For instance, if you're selling a SaaS product, optimizing for “MQL demo request“ might be better than “demo “request because it's further down the funnel and indicates higher intent, even if the volume is lower. The goal is to find the earliest, highest-volume event that reliably predicts a profitable customer, allowing the AI to scale acquisition effectively.
However, if the signal volume is low (< 50 events per week) then the AI may not be able to accurately fine-tune your campaigns.
❓ FAQs
What if I don’t have enough volume on my high correlating events?
If you’re early in your ad-spend journey and don’t have enough event volume from lower-funnel events then you’ll have to get creative.
The most common method is to add questions to your sign-up flow and qualify the users coming from paid traffic before you let them sign-up. You can ask them a set of questions that helps you qualify that they are well wihtin your ideal customer profile, and that your product / service is going to valuable towards.
Use the answers of these questions to send events to ad networks when people answer the questions in the right combination. Use this event for optimization.

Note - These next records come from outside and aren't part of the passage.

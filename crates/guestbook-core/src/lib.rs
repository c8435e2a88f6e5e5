//! Guest list and visit ledger for the guestbook.
//!
//! Both repositories persist through a [`DocumentStore`](guestbook_storage::DocumentStore)
//! and follow the same cycle on every mutation: load the whole document,
//! change it in memory, write the whole document back. The stored document is
//! the source of truth; nothing is cached between calls.
//!
//! - [`GuestBook`]: ordered list of [`Guest`] entries
//! - [`Ledger`]: [`VisitLedger`] counters, total and per client address
//!
//! Each repository holds a mutex around its read-modify-write cycle, so
//! concurrent requests inside one process never lose updates. Separate
//! processes sharing the same files still race (last writer wins).

mod error;
mod guests;
mod ids;
mod visits;

pub use error::GuestbookError;
pub use guests::{Guest, GuestBook};
pub use ids::{Clock, IdGenerator, SystemClock, TimeRandomIds};
pub use visits::{Ledger, VisitCount, VisitLedger};
//! Panic recovery.
//!
//! A panicking handler must not take the server down; the panic is logged and
//! the client receives the generic 500 page.

use std::any::Any;

use axum::response::Response;
use tower_http::catch_panic::CatchPanicLayer;

use crate::render;

/// Create layer that turns handler panics into 500 pages.
pub(crate) fn catch_panic_layer() -> CatchPanicLayer<fn(Box<dyn Any + Send + 'static>) -> Response>
{
    CatchPanicLayer::custom(handle_panic as fn(Box<dyn Any + Send + 'static>) -> Response)
}

fn handle_panic(payload: Box<dyn Any + Send + 'static>) -> Response {
    let message = payload
        .downcast_ref::<String>()
        .map(String::as_str)
        .or_else(|| payload.downcast_ref::<&str>().copied())
        .unwrap_or("unknown panic payload");
    tracing::error!(panic = message, "Handler panicked");
    render::server_error()
}

#[cfg(test)]
mod tests {
    use axum::http::StatusCode;

    use super::*;

    #[test]
    fn test_handle_panic_str_payload() {
        let response = handle_panic(Box::new("boom"));

        assert_eq!(response.status(), StatusCode::INTERNAL_SERVER_ERROR);
    }

    #[test]
    fn test_handle_panic_string_payload() {
        let response = handle_panic(Box::new(String::from("boom")));

        assert_eq!(response.status(), StatusCode::INTERNAL_SERVER_ERROR);
    }
}
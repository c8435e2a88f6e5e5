//! HTTP request handlers.

pub(crate) mod guests;
pub(crate) mod home;
pub(crate) mod stats;

use axum::http::{StatusCode, header};
use axum::response::{Html, IntoResponse, Response};
use guestbook_storage::StorageError;

use crate::error::ServerError;
use crate::render::{self, escape};

/// Run repository I/O on the blocking thread pool.
pub(crate) async fn blocking<F, T>(f: F) -> Result<T, ServerError>
where
    F: FnOnce() -> T + Send + 'static,
    T: Send + 'static,
{
    Ok(tokio::task::spawn_blocking(f).await?)
}

/// Page shown when a document can't be read or saved.
///
/// Rendered with a success status, like validation pages.
pub(crate) fn storage_failure(action: &str, err: &StorageError) -> Html<String> {
    tracing::error!(error = %err, action, "Storage operation failed");
    render::page(
        "Error",
        &format!(
            "<h1>Error</h1>\n<p>Could not {}.</p>\n<p><small>{}</small></p>",
            escape(action),
            escape(&err.to_string())
        ),
    )
}

/// Handle any unknown route or unsupported method on a known route.
pub(crate) async fn not_found() -> Response {
    render::not_found()
}

/// Handle unsupported methods on `/add`.
pub(crate) async fn method_not_allowed() -> Response {
    (
        StatusCode::METHOD_NOT_ALLOWED,
        [(header::ALLOW, "GET, HEAD, POST")],
        render::page(
            "Method not allowed",
            "<h1>405 - Method not allowed</h1>\n<p><code>/add</code> accepts only GET and POST.</p>",
        ),
    )
        .into_response()
}
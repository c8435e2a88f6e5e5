//! Response headers middleware.
//!
//! Adds headers to all responses:
//! - Content-Type (every page, error pages included, is HTML)
//! - Content-Security-Policy
//! - X-Content-Type-Options
//! - X-Frame-Options

use axum::http::HeaderValue;
use axum::http::header::{self, HeaderName};
use tower_http::set_header::SetResponseHeaderLayer;

/// Content-Type header value.
const CONTENT_TYPE: &str = "text/html; charset=utf-8";

/// Content-Security-Policy header value.
const CSP: &str = "default-src 'self'; \
                   style-src 'self' 'unsafe-inline'; \
                   form-action 'self'; \
                   frame-ancestors 'none'";

/// Create layer that forces the HTML Content-Type header.
pub(crate) fn content_type_layer() -> SetResponseHeaderLayer<HeaderValue> {
    SetResponseHeaderLayer::overriding(header::CONTENT_TYPE, HeaderValue::from_static(CONTENT_TYPE))
}

/// Create layer that adds Content-Security-Policy header.
pub(crate) fn csp_layer() -> SetResponseHeaderLayer<HeaderValue> {
    SetResponseHeaderLayer::overriding(
        HeaderName::from_static("content-security-policy"),
        HeaderValue::from_static(CSP),
    )
}

/// Create layer that adds X-Content-Type-Options header.
pub(crate) fn content_type_options_layer() -> SetResponseHeaderLayer<HeaderValue> {
    SetResponseHeaderLayer::overriding(
        HeaderName::from_static("x-content-type-options"),
        HeaderValue::from_static("nosniff"),
    )
}

/// Create layer that adds X-Frame-Options header.
pub(crate) fn frame_options_layer() -> SetResponseHeaderLayer<HeaderValue> {
    SetResponseHeaderLayer::overriding(
        HeaderName::from_static("x-frame-options"),
        HeaderValue::from_static("DENY"),
    )
}

#[cfg(test)]
mod tests {
    use super::*;

    #[test]
    fn test_content_type_value() {
        assert!(HeaderValue::from_str(CONTENT_TYPE).is_ok());
        assert!(CONTENT_TYPE.starts_with("text/html"));
    }

    #[test]
    fn test_csp_value() {
        assert!(CSP.contains("default-src 'self'"));
        assert!(CSP.contains("form-action 'self'"));
        assert!(CSP.contains("frame-ancestors 'none'"));
    }
}
//! CLI error types.

use guestbook_config::ConfigError;

/// CLI error type.
#[derive(Debug, thiserror::Error)]
pub(crate) enum CliError {
    #[error("{0}")]
    Config(#[from] ConfigError),

    #[error("{0}")]
    Io(#[from] std::io::Error),

    #[error("{0}")]
    Server(String),
}
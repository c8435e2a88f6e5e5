//! Home page.
//!
//! Every GET of `/` counts as one visit from the requesting address.

use std::sync::Arc;

use axum::extract::State;
use axum::response::Html;
use guestbook_core::{GuestbookError, VisitCount};

use crate::client_addr::ClientAddr;
use crate::error::ServerError;
use crate::handlers::{blocking, storage_failure};
use crate::render::{self, escape};
use crate::state::AppState;

/// Handle GET /.
pub(crate) async fn home(
    State(state): State<Arc<AppState>>,
    ClientAddr(address): ClientAddr,
) -> Result<Html<String>, ServerError> {
    let key = address.clone();
    let recorded = blocking(move || state.ledger.record_visit(&key)).await?;

    match recorded {
        Ok(count) => Ok(home_page(&address, count)),
        Err(GuestbookError::Storage(err)) => Ok(storage_failure("record your visit", &err)),
        Err(err) => Err(err.into()),
    }
}

fn home_page(address: &str, count: VisitCount) -> Html<String> {
    render::page(
        "Home",
        &format!(
            "<h1>Welcome!</h1>
<p>Total visits: <strong>{total}</strong></p>
<p>Your address <code>{address}</code> has visited <strong>{mine}</strong> time(s).</p>
<p><a href=\"/fom\">Sign the guestbook</a> or <a href=\"/list\">see the guest list</a>.</p>",
            total = count.total,
            address = escape(address),
            mine = count.address,
        ),
    )
}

Does event optimization work in B2B?
Yes! We’ve had a lot of success on Meta and Google using event optimization as a lever to reduce CAC and bring on higher value pipeline.
Most common event in B2B is a qualified demo request, sign up, or lead. However, the trick is to have a solid MQL definition. Use tools like Clearbit to enrich leads as they come and send events to the ad networks when you have conviction that the lead falls within MQL.
Some ICP examples:
- People who work at X, Y, and Z industries with 200-1000 employees which have physical locations in NY and California
- Companies which have at least $100k in their bank account (ask them in a quiz!) in the U.S.
What if I have power laws in my revenue from users?
If you’re in gaming, social networks, or other business models where a small percentage of your user base is going to account for a large portion of your revenue (i.e. “whales”) then event optimization becomes much more complicated.
The main heuristic we’ve seen work here is to build your own ML models to predict the likelihood of any user becoming a “whale”. If your internal model is predicting that a user is likely to become a whale, then send an event to ad networks for optimization.